INPUT MATERIAL below:

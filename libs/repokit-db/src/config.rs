//! Database connection configuration.
//!
//! A connection is described either by a full `dsn` or by individual server
//! fields (`host`, `port`, `user`, `password`, `dbname`), never both for
//! SQLite. `${VAR}` references in the DSN and password are expanded from the
//! process environment when the DSN is built, so secrets stay out of config
//! files.

use std::collections::BTreeMap;
use std::sync::OnceLock;
use std::time::Duration;

use regex::Regex;
use serde::{Deserialize, Serialize};

use crate::{ConnectOpts, DbError, Result};

/// Connection settings as they appear under `database:` in the app config.
#[derive(Debug, Clone, Deserialize, Serialize, Default, PartialEq)]
#[serde(deny_unknown_fields)]
pub struct DbConnConfig {
    /// Full DSN, e.g. `sqlite::memory:` or `postgres://user:${PW}@db/app`.
    pub dsn: Option<String>,

    pub host: Option<String>,
    pub port: Option<u16>,
    pub user: Option<String>,
    /// Literal password or `${VAR}`.
    pub password: Option<String>,
    pub dbname: Option<String>,

    /// Extra query parameters appended to the DSN.
    #[serde(default)]
    pub params: Option<BTreeMap<String, String>>,

    #[serde(default)]
    pub pool: Option<PoolCfg>,
}

#[derive(Debug, Clone, Deserialize, Serialize, Default, PartialEq)]
#[serde(deny_unknown_fields)]
pub struct PoolCfg {
    pub max_conns: Option<u32>,
    pub min_conns: Option<u32>,
    #[serde(with = "humantime_serde", default)]
    pub acquire_timeout: Option<Duration>,
    #[serde(with = "humantime_serde", default)]
    pub idle_timeout: Option<Duration>,
    #[serde(with = "humantime_serde", default)]
    pub max_lifetime: Option<Duration>,
    pub test_before_acquire: Option<bool>,
}

impl From<&PoolCfg> for ConnectOpts {
    fn from(cfg: &PoolCfg) -> Self {
        let defaults = ConnectOpts::default();
        ConnectOpts {
            max_conns: cfg.max_conns.or(defaults.max_conns),
            min_conns: cfg.min_conns.or(defaults.min_conns),
            acquire_timeout: cfg.acquire_timeout.or(defaults.acquire_timeout),
            idle_timeout: cfg.idle_timeout.or(defaults.idle_timeout),
            max_lifetime: cfg.max_lifetime.or(defaults.max_lifetime),
            test_before_acquire: cfg
                .test_before_acquire
                .unwrap_or(defaults.test_before_acquire),
            ..defaults
        }
    }
}

impl DbConnConfig {
    /// Convenience for a config that is just a DSN.
    pub fn from_dsn(dsn: impl Into<String>) -> Self {
        Self {
            dsn: Some(dsn.into()),
            ..Self::default()
        }
    }

    /// Pool options with defaults for anything not configured.
    pub fn connect_opts(&self) -> ConnectOpts {
        self.pool.as_ref().map(ConnectOpts::from).unwrap_or_default()
    }

    /// Final DSN with env references expanded and `params` appended.
    pub fn to_dsn(&self) -> Result<String> {
        self.validate()?;

        let base = match &self.dsn {
            Some(dsn) => expand_env_vars(dsn)?,
            None => self.server_dsn()?,
        };

        Ok(match &self.params {
            Some(params) if !params.is_empty() => append_params(&base, params),
            _ => base,
        })
    }

    fn validate(&self) -> Result<()> {
        let has_server_fields = self.host.is_some() || self.port.is_some();
        match &self.dsn {
            Some(dsn) if dsn.trim_start().starts_with("sqlite") && has_server_fields => {
                Err(DbError::InvalidConfig(
                    "SQLite DSN cannot be combined with host/port fields".into(),
                ))
            }
            Some(_) if has_server_fields || self.user.is_some() || self.dbname.is_some() => {
                Err(DbError::InvalidConfig(
                    "use either `dsn` or individual server fields, not both".into(),
                ))
            }
            None if self.host.is_none() => Err(DbError::InvalidConfig(
                "either `dsn` or `host` must be set".into(),
            )),
            _ => Ok(()),
        }
    }

    /// PostgreSQL URL from individual fields.
    fn server_dsn(&self) -> Result<String> {
        let host = self.host.as_deref().unwrap_or("localhost");
        let dbname = self.dbname.as_deref().ok_or_else(|| {
            DbError::InvalidConfig("`dbname` is required for server connections".into())
        })?;

        let mut url = url::Url::parse(&format!("postgres://{host}"))
            .map_err(|e| DbError::InvalidConfig(format!("invalid host `{host}`: {e}")))?;
        if let Some(port) = self.port {
            url.set_port(Some(port))
                .map_err(|_| DbError::InvalidConfig("cannot set port".into()))?;
        }
        if let Some(user) = &self.user {
            url.set_username(user)
                .map_err(|_| DbError::InvalidConfig("cannot set user".into()))?;
        }
        if let Some(password) = &self.password {
            let password = expand_env_vars(password)?;
            url.set_password(Some(&password))
                .map_err(|_| DbError::InvalidConfig("cannot set password".into()))?;
        }
        url.set_path(&format!("/{dbname}"));
        Ok(url.to_string())
    }
}

fn append_params(dsn: &str, params: &BTreeMap<String, String>) -> String {
    let query = params
        .iter()
        .map(|(k, v)| format!("{k}={v}"))
        .collect::<Vec<_>>()
        .join("&");
    let sep = if dsn.contains('?') { '&' } else { '?' };
    format!("{dsn}{sep}{query}")
}

fn env_ref() -> &'static Regex {
    static RE: OnceLock<Regex> = OnceLock::new();
    RE.get_or_init(|| {
        #[allow(clippy::unwrap_used)]
        Regex::new(r"\$\{([A-Za-z_][A-Za-z0-9_]*)\}").unwrap()
    })
}

/// Replace every `${VAR}` with the variable's value; unset variables are an
/// error rather than an empty string.
pub(crate) fn expand_env_vars(input: &str) -> Result<String> {
    let mut out = String::with_capacity(input.len());
    let mut last = 0;
    for caps in env_ref().captures_iter(input) {
        let (Some(whole), Some(name)) = (caps.get(0), caps.get(1)) else {
            continue;
        };
        let value = std::env::var(name.as_str()).map_err(|_| {
            DbError::InvalidConfig(format!(
                "environment variable `{}` is not set",
                name.as_str()
            ))
        })?;
        out.push_str(&input[last..whole.start()]);
        out.push_str(&value);
        last = whole.end();
    }
    out.push_str(&input[last..]);
    Ok(out)
}

/// Mask the password of a DSN for logging.
pub fn redact_credentials_in_dsn(dsn: Option<&str>) -> String {
    match dsn {
        Some(dsn) if dsn.contains('@') => match url::Url::parse(dsn) {
            Ok(mut parsed) => {
                if parsed.password().is_some() {
                    let _ = parsed.set_password(Some("***"));
                }
                parsed.to_string()
            }
            Err(_) => "***".to_string(),
        },
        Some(dsn) => dsn.to_string(),
        None => "none".to_string(),
    }
}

End of INPUT MATERIAL.

WHAT THE TASK ASKS: Take the entries above and copy them out exactly.

EXPECTED OUTPUT:
filename libs/repokit-db/src/config.rs
//! Database connection configuration.
//!
//! A connection is described either by a full `dsn` or by individual server
//! fields (`host`, `port`, `user`, `password`, `dbname`), never both for
//! SQLite. `${VAR}` references in the DSN and password are expanded from the
//! process environment when the DSN is built, so secrets stay out of config
//! files.

use std::collections::BTreeMap;
use std::sync::OnceLock;
use std::time::Duration;

use regex::Regex;
use serde::{Deserialize, Serialize};

use crate::{ConnectOpts, DbError, Result};

/// Connection settings as they appear under `database:` in the app config.
#[derive(Debug, Clone, Deserialize, Serialize, Default, PartialEq)]
#[serde(deny_unknown_fields)]
pub struct DbConnConfig {
    /// Full DSN, e.g. `sqlite::memory:` or `postgres://user:${PW}@db/app`.
    pub dsn: Option<String>,

    pub host: Option<String>,
    pub port: Option<u16>,
    pub user: Option<String>,
    /// Literal password or `${VAR}`.
    pub password: Option<String>,
    pub dbname: Option<String>,

    /// Extra query parameters appended to the DSN.
    #[serde(default)]
    pub params: Option<BTreeMap<String, String>>,

    #[serde(default)]
    pub pool: Option<PoolCfg>,
}

#[derive(Debug, Clone, Deserialize, Serialize, Default, PartialEq)]
#[serde(deny_unknown_fields)]
pub struct PoolCfg {
    pub max_conns: Option<u32>,
    pub min_conns: Option<u32>,
    #[serde(with = "humantime_serde", default)]
    pub acquire_timeout: Option<Duration>,
    #[serde(with = "humantime_serde", default)]
    pub idle_timeout: Option<Duration>,
    #[serde(with = "humantime_serde", default)]
    pub max_lifetime: Option<Duration>,
    pub test_before_acquire: Option<bool>,
}

impl From<&PoolCfg> for ConnectOpts {
    fn from(cfg: &PoolCfg) -> Self {
        let defaults = ConnectOpts::default();
        ConnectOpts {
            max_conns: cfg.max_conns.or(defaults.max_conns),
            min_conns: cfg.min_conns.or(defaults.min_conns),
            acquire_timeout: cfg.acquire_timeout.or(defaults.acquire_timeout),
            idle_timeout: cfg.idle_timeout.or(defaults.idle_timeout),
            max_lifetime: cfg.max_lifetime.or(defaults.max_lifetime),
            test_before_acquire: cfg
                .test_before_acquire
                .unwrap_or(defaults.test_before_acquire),
            ..defaults
        }
    }
}

impl DbConnConfig {
    /// Convenience for a config that is just a DSN.
    pub fn from_dsn(dsn: impl Into<String>) -> Self {
        Self {
            dsn: Some(dsn.into()),
            ..Self::default()
        }
    }

    /// Pool options with defaults for anything not configured.
    pub fn connect_opts(&self) -> ConnectOpts {
        self.pool.as_ref().map(ConnectOpts::from).unwrap_or_default()
    }

    /// Final DSN with env references expanded and `params` appended.
    pub fn to_dsn(&self) -> Result<String> {
        self.validate()?;

        let base = match &self.dsn {
            Some(dsn) => expand_env_vars(dsn)?,
            None => self.server_dsn()?,
        };

        Ok(match &self.params {
            Some(params) if !params.is_empty() => append_params(&base, params),
            _ => base,
        })
    }

    fn validate(&self) -> Result<()> {
        let has_server_fields = self.host.is_some() || self.port.is_some();
        match &self.dsn {
            Some(dsn) if dsn.trim_start().starts_with("sqlite") && has_server_fields => {
                Err(DbError::InvalidConfig(
                    "SQLite DSN cannot be combined with host/port fields".into(),
                ))
            }
            Some(_) if has_server_fields || self.user.is_some() || self.dbname.is_some() => {
                Err(DbError::InvalidConfig(
                    "use either `dsn` or individual server fields, not both".into(),
                ))
            }
            None if self.host.is_none() => Err(DbError::InvalidConfig(
                "either `dsn` or `host` must be set".into(),
            )),
            _ => Ok(()),
        }
    }

    /// PostgreSQL URL from individual fields.
    fn server_dsn(&self) -> Result<String> {
        let host = self.host.as_deref().unwrap_or("localhost");
        let dbname = self.dbname.as_deref().ok_or_else(|| {
            DbError::InvalidConfig("`dbname` is required for server connections".into())
        })?;

        let mut url = url::Url::parse(&format!("postgres://{host}"))
            .map_err(|e| DbError::InvalidConfig(format!("invalid host `{host}`: {e}")))?;
        if let Some(port) = self.port {
            url.set_port(Some(port))
                .map_err(|_| DbError::InvalidConfig("cannot set port".into()))?;
        }
        if let Some(user) = &self.user {
            url.set_username(user)
                .map_err(|_| DbError::InvalidConfig("cannot set user".into()))?;
        }
        if let Some(password) = &self.password {
            let password = expand_env_vars(password)?;
            url.set_password(Some(&password))
                .map_err(|_| DbError::InvalidConfig("cannot set password".into()))?;
        }
        url.set_path(&format!("/{dbname}"));
        Ok(url.to_string())
    }
}

fn append_params(dsn: &str, params: &BTreeMap<String, String>) -> String {
    let query = params
        .iter()
        .map(|(k, v)| format!("{k}={v}"))
        .collect::<Vec<_>>()
        .join("&");
    let sep = if dsn.contains('?') { '&' } else { '?' };
    format!("{dsn}{sep}{query}")
}

fn env_ref() -> &'static Regex {
    static RE: OnceLock<Regex> = OnceLock::new();
    RE.get_or_init(|| {
        #[allow(clippy::unwrap_used)]
        Regex::new(r"\$\{([A-Za-z_][A-Za-z0-9_]*)\}").unwrap()
    })
}

/// Replace every `${VAR}` with the variable's value; unset variables are an
/// error rather than an empty string.
pub(crate) fn expand_env_vars(input: &str) -> Result<String> {
    let mut out = String::with_capacity(input.len());
    let mut last = 0;
    for caps in env_ref().captures_iter(input) {
        let (Some(whole), Some(name)) = (caps.get(0), caps.get(1)) else {
            continue;
        };
        let value = std::env::var(name.as_str()).map_err(|_| {
            DbError::InvalidConfig(format!(
                "environment variable `{}` is not set",
                name.as_str()
            ))
        })?;
        out.push_str(&input[last..whole.start()]);
        out.push_str(&value);
        last = whole.end();
    }
    out.push_str(&input[last..]);
    Ok(out)
}

/// Mask the password of a DSN for logging.
pub fn redact_credentials_in_dsn(dsn: Option<&str>) -> String {
    match dsn {
        Some(dsn) if dsn.contains('@') => match url::Url::parse(dsn) {
            Ok(mut parsed) => {
                if parsed.password().is_some() {
                    let _ = parsed.set_password(Some("***"));
                }
                parsed.to_string()
            }
            Err(_) => "***".to_string(),
        },
        Some(dsn) => dsn.to_string(),
        None => "none".to_string(),
    }
}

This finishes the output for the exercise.